//! Configuration types for the JSON:API server engine.
//!
//! The main types in this module are:
//!
//! - [`ServerConfig`]: the engine configuration (API path prefix, default
//!   pagination limit, debug flag)
//! - [`ServerConfigBuilder`]: a builder for constructing [`ServerConfig`]
//!   instances with fail-fast validation
//!
//! # Example
//!
//! ```rust
//! use jsonapi_server::config::ServerConfig;
//!
//! let config = ServerConfig::builder()
//!     .api_prefix("/api")
//!     .default_page_limit(25)
//!     .build()
//!     .unwrap();
//!
//! assert_eq!(config.api_prefix(), "api");
//! assert_eq!(config.default_page_limit(), 25);
//! assert!(!config.debug());
//! ```

use crate::error::ConfigError;

/// Configuration for the JSON:API server engine.
///
/// Holds the settings the dispatch and pagination components need: the
/// path prefix stripped before resolving resource paths, the pagination
/// limit applied when a request carries none, and whether error documents
/// expose provider failure details.
///
/// # Thread Safety
///
/// `ServerConfig` is `Clone`, `Send`, and `Sync`, making it safe to share
/// across threads.
#[derive(Clone, Debug, PartialEq, Eq)]
pub struct ServerConfig {
    api_prefix: String,
    default_page_limit: usize,
    debug: bool,
}

impl ServerConfig {
    /// Creates a new builder for constructing a `ServerConfig`.
    #[must_use]
    pub fn builder() -> ServerConfigBuilder {
        ServerConfigBuilder::new()
    }

    /// Returns the API path prefix, normalized without surrounding slashes.
    #[must_use]
    pub fn api_prefix(&self) -> &str {
        &self.api_prefix
    }

    /// Returns the pagination limit used when a request carries no
    /// `page[limit]` parameter.
    #[must_use]
    pub const fn default_page_limit(&self) -> usize {
        self.default_page_limit
    }

    /// Returns whether provider error details are exposed in error documents.
    #[must_use]
    pub const fn debug(&self) -> bool {
        self.debug
    }
}

impl Default for ServerConfig {
    /// Returns a configuration with no API prefix, a default page limit of
    /// 10 and debug disabled.
    fn default() -> Self {
        Self {
            api_prefix: String::new(),
            default_page_limit: 10,
            debug: false,
        }
    }
}

// Verify ServerConfig is Send + Sync at compile time
const _: fn() = || {
    const fn assert_send_sync<T: Send + Sync>() {}
    assert_send_sync::<ServerConfig>();
};

/// Builder for constructing [`ServerConfig`] instances.
///
/// # Example
///
/// ```rust
/// use jsonapi_server::config::ServerConfig;
///
/// let config = ServerConfig::builder()
///     .debug(true)
///     .build()
///     .unwrap();
/// assert!(config.debug());
/// ```
#[derive(Debug, Default)]
pub struct ServerConfigBuilder {
    api_prefix: Option<String>,
    default_page_limit: Option<usize>,
    debug: bool,
}

impl ServerConfigBuilder {
    /// Creates a new builder with all values unset.
    #[must_use]
    pub fn new() -> Self {
        Self::default()
    }

    /// Sets the API path prefix. Surrounding slashes are stripped, so
    /// `"/api"`, `"api/"` and `"api"` are equivalent.
    #[must_use]
    pub fn api_prefix(mut self, prefix: impl Into<String>) -> Self {
        self.api_prefix = Some(prefix.into());
        self
    }

    /// Sets the pagination limit used when a request carries none.
    #[must_use]
    pub const fn default_page_limit(mut self, limit: usize) -> Self {
        self.default_page_limit = Some(limit);
        self
    }

    /// Sets whether provider error details are exposed in error documents.
    #[must_use]
    pub const fn debug(mut self, debug: bool) -> Self {
        self.debug = debug;
        self
    }

    /// Builds the configuration.
    ///
    /// # Errors
    ///
    /// Returns [`ConfigError::InvalidPageLimit`] if the configured default
    /// page limit is 0.
    pub fn build(self) -> Result<ServerConfig, ConfigError> {
        let default_page_limit = self.default_page_limit.unwrap_or(10);
        if default_page_limit < 1 {
            return Err(ConfigError::InvalidPageLimit {
                limit: default_page_limit,
            });
        }

        Ok(ServerConfig {
            api_prefix: self
                .api_prefix
                .map(|p| p.trim_matches('/').to_string())
                .unwrap_or_default(),
            default_page_limit,
            debug: self.debug,
        })
    }
}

----------

Only the lines from the first line of the material above through the line that contains "whether error documents" should be quoted, each one exactly.

//! Configuration types for the JSON:API server engine.
//!
//! The main types in this module are:
//!
//! - [`ServerConfig`]: the engine configuration (API path prefix, default
//!   pagination limit, debug flag)
//! - [`ServerConfigBuilder`]: a builder for constructing [`ServerConfig`]
//!   instances with fail-fast validation
//!
//! # Example
//!
//! ```rust
//! use jsonapi_server::config::ServerConfig;
//!
//! let config = ServerConfig::builder()
//!     .api_prefix("/api")
//!     .default_page_limit(25)
//!     .build()
//!     .unwrap();
//!
//! assert_eq!(config.api_prefix(), "api");
//! assert_eq!(config.default_page_limit(), 25);
//! assert!(!config.debug());
//! ```

use crate::error::ConfigError;

/// Configuration for the JSON:API server engine.
///
/// Holds the settings the dispatch and pagination components need: the
/// path prefix stripped before resolving resource paths, the pagination
/// limit applied when a request carries none, and whether error documents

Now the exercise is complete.